▶ _EXERCISE GOAL_
Among the records, find the lines that hold the string "dispatcher" and return them.

▶ _MATERIALS PROVIDED_
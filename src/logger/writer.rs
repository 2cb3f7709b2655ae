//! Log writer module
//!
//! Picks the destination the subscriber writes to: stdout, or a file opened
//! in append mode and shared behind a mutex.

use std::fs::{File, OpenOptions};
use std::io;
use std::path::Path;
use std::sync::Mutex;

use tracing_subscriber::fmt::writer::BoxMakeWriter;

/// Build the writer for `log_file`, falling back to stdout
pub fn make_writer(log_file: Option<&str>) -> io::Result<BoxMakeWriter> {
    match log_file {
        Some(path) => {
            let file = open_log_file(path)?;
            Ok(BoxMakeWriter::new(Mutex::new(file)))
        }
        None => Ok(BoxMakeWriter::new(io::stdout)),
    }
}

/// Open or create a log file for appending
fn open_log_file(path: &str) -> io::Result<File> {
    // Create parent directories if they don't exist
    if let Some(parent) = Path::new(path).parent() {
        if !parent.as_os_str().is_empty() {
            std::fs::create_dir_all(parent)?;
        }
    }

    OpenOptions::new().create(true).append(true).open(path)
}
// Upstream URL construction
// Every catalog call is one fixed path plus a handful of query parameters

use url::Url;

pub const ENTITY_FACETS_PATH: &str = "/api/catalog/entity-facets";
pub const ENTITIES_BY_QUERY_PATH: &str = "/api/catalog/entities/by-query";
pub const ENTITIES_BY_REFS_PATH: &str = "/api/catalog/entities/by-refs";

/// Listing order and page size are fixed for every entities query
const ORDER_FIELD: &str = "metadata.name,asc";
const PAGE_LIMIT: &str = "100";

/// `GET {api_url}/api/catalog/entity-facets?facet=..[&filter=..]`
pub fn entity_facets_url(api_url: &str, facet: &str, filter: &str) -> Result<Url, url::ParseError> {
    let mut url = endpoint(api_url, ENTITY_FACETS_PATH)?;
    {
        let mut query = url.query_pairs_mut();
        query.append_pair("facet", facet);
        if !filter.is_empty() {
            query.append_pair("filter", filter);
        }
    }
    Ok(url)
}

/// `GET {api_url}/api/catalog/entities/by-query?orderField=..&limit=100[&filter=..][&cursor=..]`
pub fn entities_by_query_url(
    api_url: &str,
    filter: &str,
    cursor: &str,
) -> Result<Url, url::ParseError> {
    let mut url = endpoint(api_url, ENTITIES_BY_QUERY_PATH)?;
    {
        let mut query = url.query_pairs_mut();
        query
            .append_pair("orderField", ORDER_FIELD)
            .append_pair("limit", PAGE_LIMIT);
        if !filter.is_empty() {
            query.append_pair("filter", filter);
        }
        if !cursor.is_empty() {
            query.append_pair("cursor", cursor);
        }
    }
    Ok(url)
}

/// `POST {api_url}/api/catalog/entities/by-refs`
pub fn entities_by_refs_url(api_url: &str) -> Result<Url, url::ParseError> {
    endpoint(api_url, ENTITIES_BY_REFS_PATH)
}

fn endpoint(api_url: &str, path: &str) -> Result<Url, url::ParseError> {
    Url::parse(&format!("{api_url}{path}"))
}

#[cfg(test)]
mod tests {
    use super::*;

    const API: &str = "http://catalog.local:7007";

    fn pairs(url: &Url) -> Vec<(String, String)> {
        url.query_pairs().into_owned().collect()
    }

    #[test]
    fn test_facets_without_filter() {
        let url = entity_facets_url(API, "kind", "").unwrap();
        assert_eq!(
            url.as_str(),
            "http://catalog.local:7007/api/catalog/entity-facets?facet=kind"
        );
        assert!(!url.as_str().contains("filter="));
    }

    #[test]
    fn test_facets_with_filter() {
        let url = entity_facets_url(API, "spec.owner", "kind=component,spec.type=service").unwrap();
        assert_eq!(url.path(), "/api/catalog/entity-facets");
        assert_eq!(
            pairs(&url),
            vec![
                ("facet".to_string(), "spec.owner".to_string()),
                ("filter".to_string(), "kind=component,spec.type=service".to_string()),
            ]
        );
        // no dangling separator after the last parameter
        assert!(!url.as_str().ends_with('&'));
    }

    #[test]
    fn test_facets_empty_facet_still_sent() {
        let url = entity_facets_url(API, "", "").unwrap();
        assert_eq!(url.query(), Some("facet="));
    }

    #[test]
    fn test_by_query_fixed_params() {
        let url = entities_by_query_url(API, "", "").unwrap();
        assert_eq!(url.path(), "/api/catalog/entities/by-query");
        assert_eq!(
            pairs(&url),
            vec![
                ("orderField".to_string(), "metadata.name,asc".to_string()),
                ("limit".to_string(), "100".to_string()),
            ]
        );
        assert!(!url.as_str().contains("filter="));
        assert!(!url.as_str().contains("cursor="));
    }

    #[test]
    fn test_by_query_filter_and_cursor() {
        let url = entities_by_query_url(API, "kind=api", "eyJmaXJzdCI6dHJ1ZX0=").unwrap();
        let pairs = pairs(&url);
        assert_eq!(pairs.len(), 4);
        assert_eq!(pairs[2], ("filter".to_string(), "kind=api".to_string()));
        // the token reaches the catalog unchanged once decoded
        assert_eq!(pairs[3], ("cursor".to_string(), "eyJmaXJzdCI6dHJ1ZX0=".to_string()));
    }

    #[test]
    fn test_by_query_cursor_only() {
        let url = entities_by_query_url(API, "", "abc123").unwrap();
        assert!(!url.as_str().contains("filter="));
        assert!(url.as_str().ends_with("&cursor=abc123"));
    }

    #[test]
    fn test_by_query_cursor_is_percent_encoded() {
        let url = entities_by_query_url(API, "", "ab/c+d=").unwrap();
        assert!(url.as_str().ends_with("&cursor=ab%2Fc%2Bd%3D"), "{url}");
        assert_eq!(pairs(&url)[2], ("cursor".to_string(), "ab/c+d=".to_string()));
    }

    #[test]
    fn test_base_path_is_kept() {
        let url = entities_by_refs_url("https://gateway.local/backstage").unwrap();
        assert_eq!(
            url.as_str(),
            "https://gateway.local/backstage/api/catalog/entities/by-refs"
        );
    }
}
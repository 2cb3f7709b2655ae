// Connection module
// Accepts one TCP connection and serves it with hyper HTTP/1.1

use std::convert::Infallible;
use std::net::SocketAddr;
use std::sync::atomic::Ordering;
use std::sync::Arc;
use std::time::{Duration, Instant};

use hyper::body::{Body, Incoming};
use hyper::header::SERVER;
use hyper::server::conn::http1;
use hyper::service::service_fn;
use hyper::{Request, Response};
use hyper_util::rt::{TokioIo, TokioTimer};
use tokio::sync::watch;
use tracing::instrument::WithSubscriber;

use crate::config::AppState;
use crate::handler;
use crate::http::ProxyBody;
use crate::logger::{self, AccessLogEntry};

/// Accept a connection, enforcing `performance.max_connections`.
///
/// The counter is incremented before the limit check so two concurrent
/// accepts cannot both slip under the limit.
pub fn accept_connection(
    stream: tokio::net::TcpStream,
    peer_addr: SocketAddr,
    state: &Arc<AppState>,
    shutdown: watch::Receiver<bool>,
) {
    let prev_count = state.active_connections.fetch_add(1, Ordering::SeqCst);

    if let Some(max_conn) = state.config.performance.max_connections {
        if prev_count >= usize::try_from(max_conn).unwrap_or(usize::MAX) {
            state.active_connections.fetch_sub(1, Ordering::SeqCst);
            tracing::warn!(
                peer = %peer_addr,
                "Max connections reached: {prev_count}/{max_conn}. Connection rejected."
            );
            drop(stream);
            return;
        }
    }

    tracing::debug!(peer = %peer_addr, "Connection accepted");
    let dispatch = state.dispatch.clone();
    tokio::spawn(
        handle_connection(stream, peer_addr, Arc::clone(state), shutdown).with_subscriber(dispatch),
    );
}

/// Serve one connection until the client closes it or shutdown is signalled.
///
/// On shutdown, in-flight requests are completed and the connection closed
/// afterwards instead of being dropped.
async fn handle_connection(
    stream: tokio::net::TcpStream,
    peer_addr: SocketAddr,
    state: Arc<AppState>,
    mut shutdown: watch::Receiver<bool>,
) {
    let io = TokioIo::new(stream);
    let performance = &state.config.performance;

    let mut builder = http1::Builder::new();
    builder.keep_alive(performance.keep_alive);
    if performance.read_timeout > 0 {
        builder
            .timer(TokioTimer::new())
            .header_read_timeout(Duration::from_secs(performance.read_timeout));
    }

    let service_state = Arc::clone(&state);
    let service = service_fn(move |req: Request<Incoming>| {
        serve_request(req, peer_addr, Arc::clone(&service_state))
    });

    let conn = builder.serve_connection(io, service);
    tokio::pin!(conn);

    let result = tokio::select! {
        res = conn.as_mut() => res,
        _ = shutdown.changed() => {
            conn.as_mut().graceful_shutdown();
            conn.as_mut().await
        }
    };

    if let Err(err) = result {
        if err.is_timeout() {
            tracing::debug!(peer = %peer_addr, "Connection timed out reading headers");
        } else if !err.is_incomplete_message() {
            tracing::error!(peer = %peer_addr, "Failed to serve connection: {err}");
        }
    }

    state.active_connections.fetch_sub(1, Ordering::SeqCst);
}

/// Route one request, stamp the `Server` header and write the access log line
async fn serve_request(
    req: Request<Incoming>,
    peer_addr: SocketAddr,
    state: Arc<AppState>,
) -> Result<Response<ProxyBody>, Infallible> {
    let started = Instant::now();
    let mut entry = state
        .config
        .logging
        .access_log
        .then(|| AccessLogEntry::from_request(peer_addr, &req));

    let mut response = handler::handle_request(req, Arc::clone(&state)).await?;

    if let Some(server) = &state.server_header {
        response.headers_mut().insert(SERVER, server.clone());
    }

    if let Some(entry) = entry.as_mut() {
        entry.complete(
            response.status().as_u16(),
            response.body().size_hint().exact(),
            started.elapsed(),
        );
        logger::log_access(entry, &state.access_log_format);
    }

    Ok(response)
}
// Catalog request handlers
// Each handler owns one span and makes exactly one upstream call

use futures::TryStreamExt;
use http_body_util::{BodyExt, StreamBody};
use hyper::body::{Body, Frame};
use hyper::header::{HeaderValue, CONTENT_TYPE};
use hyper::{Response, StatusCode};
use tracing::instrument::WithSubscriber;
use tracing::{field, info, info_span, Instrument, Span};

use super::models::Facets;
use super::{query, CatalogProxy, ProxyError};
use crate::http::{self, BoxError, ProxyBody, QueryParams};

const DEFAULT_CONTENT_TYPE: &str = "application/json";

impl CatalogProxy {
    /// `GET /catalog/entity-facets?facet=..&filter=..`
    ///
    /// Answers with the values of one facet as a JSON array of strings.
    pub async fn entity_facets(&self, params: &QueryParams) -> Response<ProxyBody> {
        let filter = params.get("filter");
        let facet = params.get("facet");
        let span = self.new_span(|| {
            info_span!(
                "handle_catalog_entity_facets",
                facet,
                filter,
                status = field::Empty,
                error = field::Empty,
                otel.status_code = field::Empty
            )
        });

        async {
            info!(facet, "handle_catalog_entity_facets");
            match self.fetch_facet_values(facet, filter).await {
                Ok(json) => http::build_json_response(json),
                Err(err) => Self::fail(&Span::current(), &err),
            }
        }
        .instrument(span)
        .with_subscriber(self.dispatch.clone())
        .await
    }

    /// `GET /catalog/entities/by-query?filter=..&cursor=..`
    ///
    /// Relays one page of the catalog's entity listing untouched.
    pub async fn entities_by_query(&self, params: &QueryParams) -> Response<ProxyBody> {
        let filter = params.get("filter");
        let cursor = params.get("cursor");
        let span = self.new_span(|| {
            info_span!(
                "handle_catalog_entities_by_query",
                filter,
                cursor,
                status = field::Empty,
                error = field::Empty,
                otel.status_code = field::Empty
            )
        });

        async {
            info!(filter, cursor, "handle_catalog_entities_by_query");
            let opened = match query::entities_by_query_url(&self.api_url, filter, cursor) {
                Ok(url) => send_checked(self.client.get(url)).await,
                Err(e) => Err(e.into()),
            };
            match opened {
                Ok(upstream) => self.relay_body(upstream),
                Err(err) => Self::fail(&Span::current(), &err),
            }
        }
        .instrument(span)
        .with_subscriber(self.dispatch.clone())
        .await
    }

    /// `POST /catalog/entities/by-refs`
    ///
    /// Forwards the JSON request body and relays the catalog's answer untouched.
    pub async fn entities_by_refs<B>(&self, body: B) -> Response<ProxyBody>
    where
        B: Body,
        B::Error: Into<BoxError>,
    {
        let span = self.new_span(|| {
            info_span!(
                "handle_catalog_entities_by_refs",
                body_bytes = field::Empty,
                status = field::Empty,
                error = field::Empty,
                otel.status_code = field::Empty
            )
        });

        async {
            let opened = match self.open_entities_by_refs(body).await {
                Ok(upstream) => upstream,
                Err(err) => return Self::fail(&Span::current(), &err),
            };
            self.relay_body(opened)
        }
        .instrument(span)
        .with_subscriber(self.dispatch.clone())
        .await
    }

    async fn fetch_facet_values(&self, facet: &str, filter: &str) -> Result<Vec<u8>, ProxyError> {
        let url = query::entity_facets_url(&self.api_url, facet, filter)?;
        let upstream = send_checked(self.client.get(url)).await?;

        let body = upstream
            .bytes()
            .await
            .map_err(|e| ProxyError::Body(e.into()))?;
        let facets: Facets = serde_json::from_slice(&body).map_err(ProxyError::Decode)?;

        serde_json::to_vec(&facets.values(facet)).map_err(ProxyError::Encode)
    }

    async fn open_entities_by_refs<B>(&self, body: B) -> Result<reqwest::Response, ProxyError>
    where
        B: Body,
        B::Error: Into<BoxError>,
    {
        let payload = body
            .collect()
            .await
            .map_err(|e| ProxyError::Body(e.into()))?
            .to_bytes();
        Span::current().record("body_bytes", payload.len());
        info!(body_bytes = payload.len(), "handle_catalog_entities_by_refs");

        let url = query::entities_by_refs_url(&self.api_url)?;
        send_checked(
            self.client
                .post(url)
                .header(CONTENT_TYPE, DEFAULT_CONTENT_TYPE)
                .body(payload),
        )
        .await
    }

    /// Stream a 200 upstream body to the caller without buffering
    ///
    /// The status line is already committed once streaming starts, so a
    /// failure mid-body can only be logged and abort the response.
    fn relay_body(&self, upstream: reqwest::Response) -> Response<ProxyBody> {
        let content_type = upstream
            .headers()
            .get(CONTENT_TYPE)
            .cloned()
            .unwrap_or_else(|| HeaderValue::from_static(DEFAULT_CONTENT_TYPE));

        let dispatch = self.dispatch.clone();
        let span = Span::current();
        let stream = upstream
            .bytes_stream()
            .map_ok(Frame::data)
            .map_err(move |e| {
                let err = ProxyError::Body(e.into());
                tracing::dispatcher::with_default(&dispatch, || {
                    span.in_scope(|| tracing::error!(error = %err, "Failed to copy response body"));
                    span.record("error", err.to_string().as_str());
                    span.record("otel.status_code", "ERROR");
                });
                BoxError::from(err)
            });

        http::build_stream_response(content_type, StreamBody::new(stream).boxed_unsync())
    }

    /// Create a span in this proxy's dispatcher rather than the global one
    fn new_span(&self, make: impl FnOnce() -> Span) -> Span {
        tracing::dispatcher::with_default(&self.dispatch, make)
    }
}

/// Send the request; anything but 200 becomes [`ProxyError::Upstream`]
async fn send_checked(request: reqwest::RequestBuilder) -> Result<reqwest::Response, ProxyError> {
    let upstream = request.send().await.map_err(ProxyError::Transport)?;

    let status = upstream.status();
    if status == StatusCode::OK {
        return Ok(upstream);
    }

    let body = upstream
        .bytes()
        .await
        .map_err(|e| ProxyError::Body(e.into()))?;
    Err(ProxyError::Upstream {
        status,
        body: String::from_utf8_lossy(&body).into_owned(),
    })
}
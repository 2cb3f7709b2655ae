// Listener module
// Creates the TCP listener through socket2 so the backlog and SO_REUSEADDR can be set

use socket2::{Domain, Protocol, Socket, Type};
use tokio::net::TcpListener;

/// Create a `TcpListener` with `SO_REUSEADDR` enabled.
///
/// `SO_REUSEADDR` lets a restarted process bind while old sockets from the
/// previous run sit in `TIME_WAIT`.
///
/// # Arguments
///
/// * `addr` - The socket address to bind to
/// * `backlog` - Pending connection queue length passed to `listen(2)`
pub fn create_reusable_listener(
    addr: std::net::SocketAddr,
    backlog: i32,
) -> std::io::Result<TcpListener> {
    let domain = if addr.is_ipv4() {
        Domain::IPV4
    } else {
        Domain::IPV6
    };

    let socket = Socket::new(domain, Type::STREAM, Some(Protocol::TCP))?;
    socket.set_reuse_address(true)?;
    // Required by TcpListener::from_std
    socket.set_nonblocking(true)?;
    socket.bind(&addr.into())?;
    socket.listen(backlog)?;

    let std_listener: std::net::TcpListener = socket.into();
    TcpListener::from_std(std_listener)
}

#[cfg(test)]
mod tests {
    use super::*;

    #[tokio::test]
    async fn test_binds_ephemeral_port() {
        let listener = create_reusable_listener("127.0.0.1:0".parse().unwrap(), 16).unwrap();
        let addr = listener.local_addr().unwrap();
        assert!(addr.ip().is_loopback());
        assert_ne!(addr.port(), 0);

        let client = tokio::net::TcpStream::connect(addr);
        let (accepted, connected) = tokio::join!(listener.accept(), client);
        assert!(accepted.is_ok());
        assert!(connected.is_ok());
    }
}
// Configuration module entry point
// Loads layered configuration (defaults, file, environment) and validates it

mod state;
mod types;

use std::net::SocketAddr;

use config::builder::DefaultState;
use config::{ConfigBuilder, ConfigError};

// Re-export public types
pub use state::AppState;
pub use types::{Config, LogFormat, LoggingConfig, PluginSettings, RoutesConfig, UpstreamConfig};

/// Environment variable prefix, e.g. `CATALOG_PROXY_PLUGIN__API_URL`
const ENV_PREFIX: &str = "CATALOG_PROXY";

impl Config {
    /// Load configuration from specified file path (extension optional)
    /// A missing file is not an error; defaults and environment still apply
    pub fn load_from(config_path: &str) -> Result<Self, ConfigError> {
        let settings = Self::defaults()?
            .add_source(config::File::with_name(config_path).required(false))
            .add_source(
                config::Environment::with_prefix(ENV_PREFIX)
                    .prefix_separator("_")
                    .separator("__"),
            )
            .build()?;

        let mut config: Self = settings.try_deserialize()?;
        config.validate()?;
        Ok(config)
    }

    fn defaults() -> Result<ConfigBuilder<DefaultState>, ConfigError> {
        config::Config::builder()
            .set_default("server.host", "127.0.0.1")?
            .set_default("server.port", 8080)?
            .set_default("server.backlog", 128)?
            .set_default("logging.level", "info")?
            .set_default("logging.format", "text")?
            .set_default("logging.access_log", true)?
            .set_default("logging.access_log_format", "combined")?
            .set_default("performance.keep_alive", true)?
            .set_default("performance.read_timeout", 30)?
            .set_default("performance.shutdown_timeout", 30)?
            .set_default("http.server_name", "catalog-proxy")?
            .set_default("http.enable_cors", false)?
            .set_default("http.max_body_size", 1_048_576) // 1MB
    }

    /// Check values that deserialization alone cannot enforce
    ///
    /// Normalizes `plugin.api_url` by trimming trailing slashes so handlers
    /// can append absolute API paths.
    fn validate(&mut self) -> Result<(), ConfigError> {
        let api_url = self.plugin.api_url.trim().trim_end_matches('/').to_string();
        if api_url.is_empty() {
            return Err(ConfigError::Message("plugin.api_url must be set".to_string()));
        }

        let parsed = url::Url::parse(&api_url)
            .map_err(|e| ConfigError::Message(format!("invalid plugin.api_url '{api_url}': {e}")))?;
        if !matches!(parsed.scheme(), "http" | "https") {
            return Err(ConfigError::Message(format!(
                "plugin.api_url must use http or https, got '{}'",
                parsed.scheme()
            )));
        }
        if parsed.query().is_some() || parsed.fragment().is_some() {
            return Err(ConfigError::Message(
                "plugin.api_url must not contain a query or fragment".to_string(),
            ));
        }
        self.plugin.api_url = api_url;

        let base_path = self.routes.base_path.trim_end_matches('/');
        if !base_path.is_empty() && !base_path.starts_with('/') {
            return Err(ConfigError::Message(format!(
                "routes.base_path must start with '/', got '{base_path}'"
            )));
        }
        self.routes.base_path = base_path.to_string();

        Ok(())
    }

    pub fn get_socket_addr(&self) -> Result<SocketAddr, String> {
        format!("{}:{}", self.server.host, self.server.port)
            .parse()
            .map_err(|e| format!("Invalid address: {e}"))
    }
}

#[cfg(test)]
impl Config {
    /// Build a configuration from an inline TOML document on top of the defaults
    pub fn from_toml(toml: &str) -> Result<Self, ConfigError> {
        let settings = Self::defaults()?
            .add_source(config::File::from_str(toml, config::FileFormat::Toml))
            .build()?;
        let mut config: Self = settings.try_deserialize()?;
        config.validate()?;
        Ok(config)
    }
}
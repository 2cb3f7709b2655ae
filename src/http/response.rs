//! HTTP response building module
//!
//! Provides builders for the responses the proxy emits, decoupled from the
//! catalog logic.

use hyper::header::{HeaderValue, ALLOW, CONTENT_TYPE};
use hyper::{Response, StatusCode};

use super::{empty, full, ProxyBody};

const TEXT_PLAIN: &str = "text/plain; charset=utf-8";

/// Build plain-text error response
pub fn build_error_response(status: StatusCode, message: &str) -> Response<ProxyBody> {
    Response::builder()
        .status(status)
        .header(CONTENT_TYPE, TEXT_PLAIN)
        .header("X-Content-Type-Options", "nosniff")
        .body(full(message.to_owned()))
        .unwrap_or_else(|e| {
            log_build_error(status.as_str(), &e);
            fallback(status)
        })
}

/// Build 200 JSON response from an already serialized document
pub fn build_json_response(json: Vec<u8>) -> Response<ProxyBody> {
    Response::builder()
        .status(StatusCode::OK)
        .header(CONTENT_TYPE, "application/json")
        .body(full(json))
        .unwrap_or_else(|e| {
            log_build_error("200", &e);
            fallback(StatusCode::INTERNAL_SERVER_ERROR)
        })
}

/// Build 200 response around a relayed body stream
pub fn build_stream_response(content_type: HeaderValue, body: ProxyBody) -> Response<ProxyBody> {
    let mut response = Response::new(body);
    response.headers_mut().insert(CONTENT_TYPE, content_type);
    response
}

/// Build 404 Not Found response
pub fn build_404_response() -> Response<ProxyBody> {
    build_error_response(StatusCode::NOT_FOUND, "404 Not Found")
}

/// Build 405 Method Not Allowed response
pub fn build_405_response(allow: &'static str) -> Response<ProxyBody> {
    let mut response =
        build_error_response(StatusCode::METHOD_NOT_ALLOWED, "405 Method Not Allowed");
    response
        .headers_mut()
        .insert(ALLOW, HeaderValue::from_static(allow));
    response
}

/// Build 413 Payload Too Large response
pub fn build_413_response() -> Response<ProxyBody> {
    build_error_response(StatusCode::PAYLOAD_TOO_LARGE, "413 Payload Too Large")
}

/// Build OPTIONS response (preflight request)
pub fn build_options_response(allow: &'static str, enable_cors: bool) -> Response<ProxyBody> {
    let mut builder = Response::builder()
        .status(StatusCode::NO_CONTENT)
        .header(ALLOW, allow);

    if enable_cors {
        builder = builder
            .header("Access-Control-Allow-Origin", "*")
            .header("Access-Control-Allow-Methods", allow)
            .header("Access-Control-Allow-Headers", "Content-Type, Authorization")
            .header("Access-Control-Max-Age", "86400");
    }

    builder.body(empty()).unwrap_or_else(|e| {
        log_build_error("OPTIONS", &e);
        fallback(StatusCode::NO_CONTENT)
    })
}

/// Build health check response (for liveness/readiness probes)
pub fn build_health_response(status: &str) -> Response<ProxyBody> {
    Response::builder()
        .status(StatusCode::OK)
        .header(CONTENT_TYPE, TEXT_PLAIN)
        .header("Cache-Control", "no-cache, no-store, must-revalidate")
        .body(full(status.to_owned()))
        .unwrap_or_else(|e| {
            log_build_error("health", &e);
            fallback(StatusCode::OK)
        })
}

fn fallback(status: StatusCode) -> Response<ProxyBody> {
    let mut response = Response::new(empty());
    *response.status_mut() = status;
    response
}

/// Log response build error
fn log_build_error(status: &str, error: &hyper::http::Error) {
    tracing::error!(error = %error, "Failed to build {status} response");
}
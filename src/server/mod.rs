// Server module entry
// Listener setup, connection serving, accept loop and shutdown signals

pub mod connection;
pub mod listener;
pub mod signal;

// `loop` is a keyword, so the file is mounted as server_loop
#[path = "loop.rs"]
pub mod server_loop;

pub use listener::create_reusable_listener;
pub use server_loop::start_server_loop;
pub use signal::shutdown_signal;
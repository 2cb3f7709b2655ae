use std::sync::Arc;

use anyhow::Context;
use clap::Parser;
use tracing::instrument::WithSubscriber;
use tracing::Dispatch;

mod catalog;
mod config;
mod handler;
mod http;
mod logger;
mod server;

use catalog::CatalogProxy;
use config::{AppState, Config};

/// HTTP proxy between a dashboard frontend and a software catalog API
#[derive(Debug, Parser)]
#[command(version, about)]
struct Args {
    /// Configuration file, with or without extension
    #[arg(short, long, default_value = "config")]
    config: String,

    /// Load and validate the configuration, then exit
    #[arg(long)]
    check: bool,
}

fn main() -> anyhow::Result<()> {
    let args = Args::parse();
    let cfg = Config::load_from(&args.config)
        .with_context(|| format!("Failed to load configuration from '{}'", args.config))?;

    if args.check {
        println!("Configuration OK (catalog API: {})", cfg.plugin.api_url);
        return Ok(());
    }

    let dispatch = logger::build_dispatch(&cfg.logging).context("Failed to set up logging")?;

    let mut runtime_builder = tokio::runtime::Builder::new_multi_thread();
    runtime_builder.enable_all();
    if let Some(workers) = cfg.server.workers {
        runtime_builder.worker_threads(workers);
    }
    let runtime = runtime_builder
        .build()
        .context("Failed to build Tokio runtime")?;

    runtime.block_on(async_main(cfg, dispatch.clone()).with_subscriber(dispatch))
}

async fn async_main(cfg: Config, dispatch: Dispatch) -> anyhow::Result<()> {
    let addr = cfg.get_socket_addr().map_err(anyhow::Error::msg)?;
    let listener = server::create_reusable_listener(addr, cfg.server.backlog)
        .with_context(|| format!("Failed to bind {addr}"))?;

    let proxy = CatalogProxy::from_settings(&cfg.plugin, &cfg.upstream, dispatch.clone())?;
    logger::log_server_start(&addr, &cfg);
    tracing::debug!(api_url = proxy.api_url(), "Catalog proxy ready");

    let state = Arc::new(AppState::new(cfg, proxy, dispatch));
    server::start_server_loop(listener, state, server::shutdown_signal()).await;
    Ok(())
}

▶ _TASK SOLUTION_
                tracing::dispatcher::with_default(&dispatch, || {
    /// Create a span in this proxy's dispatcher rather than the global one
        tracing::dispatcher::with_default(&self.dispatch, make)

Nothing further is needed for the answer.